- Stored data:
++++++

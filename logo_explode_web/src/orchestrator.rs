// Copyright 2026 the Logo Explode Authors
// SPDX-License-Identifier: Apache-2.0 OR MIT

//! Running one transition from click to landing.
//!
//! ```text
//!   stage clone ─► expand ─► fetch + parse + swap ─► settle ─► shrink onto target
//!        │            │              │                              │
//!        └────────────┴──────────────┴─► plain navigation           └─► fade out
//! ```
//!
//! Every step is awaited in order: the expansion has finished before the
//! request is sent, and the swap has finished before the target is measured.
//! The target is hidden as soon as it is in the document and revealed in the
//! same task that removes the overlay.

use std::rc::Rc;

use gloo::console;
use gloo::timers::future::TimeoutFuture;
use kurbo::{Rect, Size};
use logo_explode_core::config::FADE_DURATION_MS;
use logo_explode_core::geometry::{explode_rect, has_area};
use logo_explode_core::marker::{TransitionMarker, target_selector};
use logo_explode_core::session::Phase;
use logo_explode_core::trace::{FallbackEvent, FallbackReason, LandingEvent, LandingKind};
use web_sys::{Element, Window};

use crate::animate::{EASE_EXPAND, EASE_SHRINK, animate_frame, fade_out};
use crate::context::EngineContext;
use crate::dom::{self, ElementAttrs};
use crate::error::TransitionError;
use crate::fetch::parse_document;
use crate::frame::next_frame;
use crate::geometry::{resolve_icon_rect, resolve_rect};
use crate::session::{Hidden, Session};
use crate::swapper;
use crate::view_transition;

/// How the fetch-and-swap step ended.
enum Arrival {
    /// The new page is in; the target, if found, is already hidden.
    Swapped(Option<Hidden>),
    /// Nothing was changed; navigate instead.
    Failed(TransitionError),
    /// The swap itself failed part way.
    Broken(TransitionError),
}

/// Runs a transition from the source `wrapper` to `url`.
///
/// Never fails: every error ends in either a plain navigation or a torn-down
/// overlay on the new page.
pub async fn run(ctx: Rc<EngineContext>, wrapper: Element, marker: TransitionMarker, url: String) {
    let Some(id) = marker.id.clone() else {
        ctx.trace(|t| {
            t.fallback(&FallbackEvent {
                url: &url,
                reason: FallbackReason::MissingId,
            });
        });
        ctx.navigator().navigate(&url);
        return;
    };
    // No second session can start until the swap binds the new sources.
    ctx.replace_listeners(Vec::new());

    let config = ctx.config().clone();
    let effective = marker.overrides.resolve(&config);
    let mut session = Session::new(ctx, id);

    session.advance(Phase::Cloning);
    let color = marker.overlay_color(&config).map(str::to_owned);
    let source = dom::animatable(&wrapper);
    if let Err(err) = session.stage(&source, color.as_deref()) {
        session.teardown();
        session.abort(&url, &err);
        return;
    }
    // A source without area cannot be animated meaningfully.
    let instant = !has_area(session.rect());

    session.advance(Phase::Expanding);
    let viewport = match dom::window() {
        Ok(window) => viewport_size(&window),
        Err(_) => Size::ZERO,
    };
    let exploded = explode_rect(session.rect(), viewport, effective.explode_scale);
    if let Some(clone) = session.clone_element().cloned() {
        let duration = if instant { 0 } else { effective.expand_ms };
        let expanded = animate_frame(&clone, session.rect(), exploded, duration, EASE_EXPAND).await;
        if let Err(err) = expanded {
            session.abort(&url, &err);
            return;
        }
    }
    session.set_rect(exploded);

    session.advance(Phase::Fetching);
    match fetch_and_swap(&session, &url).await {
        Arrival::Swapped(hidden) => {
            if let Some(hidden) = hidden {
                session.adopt(hidden);
            }
            session.advance(Phase::Swapped);
        }
        Arrival::Failed(err) => {
            session.abort(&url, &err);
            return;
        }
        Arrival::Broken(err) => {
            session.teardown();
            session.abort(&url, &err);
            return;
        }
    }

    TimeoutFuture::new(config.settle_delay_ms).await;
    next_frame().await;

    session.advance(Phase::Shrinking);
    land(&mut session, instant, effective.shrink_ms).await;
    session.advance(Phase::Done);
    debug_assert!(session.phase().is_terminal(), "session ended in {}", session.phase());
}

async fn fetch_and_swap(session: &Session, url: &str) -> Arrival {
    let doc = match dom::document() {
        Ok(doc) => doc,
        Err(err) => return Arrival::Failed(err),
    };
    let update = load(
        Rc::clone(session.ctx()),
        url.to_owned(),
        session.id().to_owned(),
        session.overlay().cloned(),
    );
    view_transition::run(&doc, update)
        .await
        .unwrap_or_else(Arrival::Failed)
}

async fn load(
    ctx: Rc<EngineContext>,
    url: String,
    id: String,
    overlay: Option<Element>,
) -> Arrival {
    let html = match ctx.pages().fetch(&url).await {
        Ok(html) => html,
        Err(err) => return Arrival::Failed(err),
    };
    let incoming = match parse_document(&html) {
        Ok(doc) => doc,
        Err(err) => return Arrival::Failed(err),
    };
    if let Err(err) = swapper::swap(&ctx, &incoming, &url, &id, overlay.as_ref()) {
        return Arrival::Broken(err);
    }
    // Hidden before the new page is first painted.
    let target = find_target(&id).map(|wrapper| Hidden::hide(dom::animatable(&wrapper)));
    Arrival::Swapped(target)
}

fn find_target(id: &str) -> Option<Element> {
    dom::document()
        .ok()?
        .query_selector(&target_selector(id))
        .ok()
        .flatten()
}

/// Shrinks the clone onto the target, or fades it out without one, then
/// tears the session down.
pub(crate) async fn land(session: &mut Session, instant: bool, shrink_ms: u32) {
    let Some(target) = find_target(session.id()) else {
        console::warn!("logo-explode: no target for", session.id().to_owned());
        if let Some(clone) = session.clone_element().cloned() {
            let _ = fade_out(&clone, FADE_DURATION_MS).await;
        }
        session.teardown();
        report_landing(session, LandingKind::Faded, Rect::ZERO);
        return;
    };

    let marker = TransitionMarker::read(&ElementAttrs(&target));
    let animatable = dom::animatable(&target);
    session.hide(&animatable);

    let (rect, kind) = match (session.cropped_icon(), dom::icon_inner(&animatable)) {
        (true, Some(inner)) => (resolve_icon_rect(&inner), LandingKind::Landed),
        (true, None) => {
            if let Err(err) = session.substitute(&animatable) {
                console::warn!("logo-explode:", err.to_string());
                session.teardown();
                return;
            }
            (resolve_rect(&animatable), LandingKind::Substituted)
        }
        (false, _) => (resolve_rect(&animatable), LandingKind::Landed),
    };
    let rect = rect + marker.offset;
    let duration = if instant {
        0
    } else {
        marker.overrides.shrink_ms.unwrap_or(shrink_ms)
    };

    if let Some(clone) = session.clone_element().cloned() {
        let shrunk = animate_frame(&clone, session.rect(), rect, duration, EASE_SHRINK).await;
        if let Err(err) = shrunk {
            console::warn!("logo-explode:", err.to_string());
        }
    }
    session.set_rect(rect);
    session.teardown();
    report_landing(session, kind, rect);
}

fn report_landing(session: &Session, kind: LandingKind, rect: Rect) {
    session.ctx().trace(|t| {
        t.landing(&LandingEvent {
            id: session.id(),
            kind,
            rect,
        });
    });
}

fn viewport_size(window: &Window) -> Size {
    let dim = |v: Result<wasm_bindgen::JsValue, wasm_bindgen::JsValue>| {
        v.ok().and_then(|v| v.as_f64()).unwrap_or(0.0)
    };
    Size::new(dim(window.inner_width()), dim(window.inner_height()))
}
// Copyright 2026 the Logo Explode Authors
// SPDX-License-Identifier: Apache-2.0 OR MIT

//! Browser engine for shared-element page transitions.
//!
//! Clicking a source marker clones its visual, grows the clone over the
//! viewport, fetches the destination page and swaps it in without a reload,
//! then shrinks the clone onto the matching target marker. Any failure before
//! the swap turns into an ordinary navigation.
//!
//! - [`start`]: entry point run when the module is instantiated
//! - [`EngineContext`]: configuration and state shared by every component
//! - [`bind`]: attaches click listeners to source markers
//! - [`run_transition`]: drives one session
//! - [`resolve_rect`]: visually-accurate element rectangles
//!
//! Page scripts extend the engine through `registerEnhancementHook`.

mod animate;
mod clone;
mod console;
mod context;
mod dom;
mod enhance;
mod error;
mod fetch;
mod frame;
mod geometry;
mod history;
mod interceptor;
mod navigate;
mod orchestrator;
mod session;
mod settings;
mod swapper;
mod view_transition;

#[cfg(all(test, target_arch = "wasm32"))]
mod tests;

use std::cell::RefCell;
use std::rc::Rc;

use gloo::events::EventListener;
use wasm_bindgen::prelude::*;

pub use console::ConsoleSink;
pub use context::EngineContext;
pub use error::TransitionError;
pub use fetch::{HttpPageSource, PageFuture, PageSource};
pub use geometry::resolve_rect;
pub use interceptor::bind;
pub use navigate::{BrowserNavigator, Navigator};
pub use orchestrator::run as run_transition;
pub use settings::{SETTINGS_GLOBAL, load as load_settings};
pub use swapper::SWAPPED_EVENT;

thread_local! {
    /// The engine started by [`start`]. Only the JS-facing exports reach it
    /// through here; everything else is handed the context explicitly.
    static ENGINE: RefCell<Option<Rc<EngineContext>>> = const { RefCell::new(None) };
}

/// Starts the engine for the current page.
///
/// Reads the settings, then binds the page once the DOM is ready.
#[cfg_attr(all(target_arch = "wasm32", not(test)), wasm_bindgen(start))]
pub fn start() {
    let Some(window) = web_sys::window() else {
        return;
    };
    let config = settings::load(&window);
    let ctx = Rc::new(EngineContext::new(config));
    if ctx.config().debug {
        ctx.set_sink(Box::new(ConsoleSink));
    }
    ENGINE.with(|engine| *engine.borrow_mut() = Some(Rc::clone(&ctx)));

    let Some(doc) = window.document() else {
        return;
    };
    let state = js_sys::Reflect::get(&doc, &JsValue::from_str("readyState"))
        .ok()
        .and_then(|v| v.as_string());
    if state.as_deref() == Some("loading") {
        let pending = Rc::clone(&ctx);
        EventListener::once(&doc, "DOMContentLoaded", move |_| init(&pending)).forget();
    } else {
        init(&ctx);
    }
}

/// Binds a ready document.
fn init(ctx: &Rc<EngineContext>) {
    let Ok(window) = dom::window() else {
        return;
    };
    ctx.set_arrival_id(history::arrival_id(&window));
    history::manual_scroll_restoration(&window);
    history::bind_popstate(ctx, &window);
    bind(ctx);
}

/// Registers a post-swap enhancement hook.
///
/// `callback` runs after every swap. With a `script_pattern`, it also runs
/// when a swapped-in external script whose URL contains the pattern loads,
/// and once more shortly after. Registering a taken name replaces that hook.
///
/// Returns `true` if a hook was replaced.
#[wasm_bindgen(js_name = "registerEnhancementHook")]
pub fn register_enhancement_hook(
    name: &str,
    callback: js_sys::Function,
    script_pattern: Option<String>,
) -> bool {
    with_engine(|ctx| ctx.register_hook(name, callback, script_pattern)).unwrap_or(false)
}

/// Removes the enhancement hook called `name`.
#[wasm_bindgen(js_name = "unregisterEnhancementHook")]
pub fn unregister_enhancement_hook(name: &str) -> bool {
    with_engine(|ctx| ctx.unregister_hook(name)).unwrap_or(false)
}

fn with_engine<R>(f: impl FnOnce(&EngineContext) -> R) -> Option<R> {
    let ctx = ENGINE.with(|engine| engine.borrow().clone())?;
    Some(f(&ctx))
}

++++++

- What you have to do: Which of the lines above include the word "callback"? Copy each of them.

- Task answer:
/// `callback` runs after every swap. With a `script_pattern`, it also runs
    callback: js_sys::Function,
    with_engine(|ctx| ctx.register_hook(name, callback, script_pattern)).unwrap_or(false)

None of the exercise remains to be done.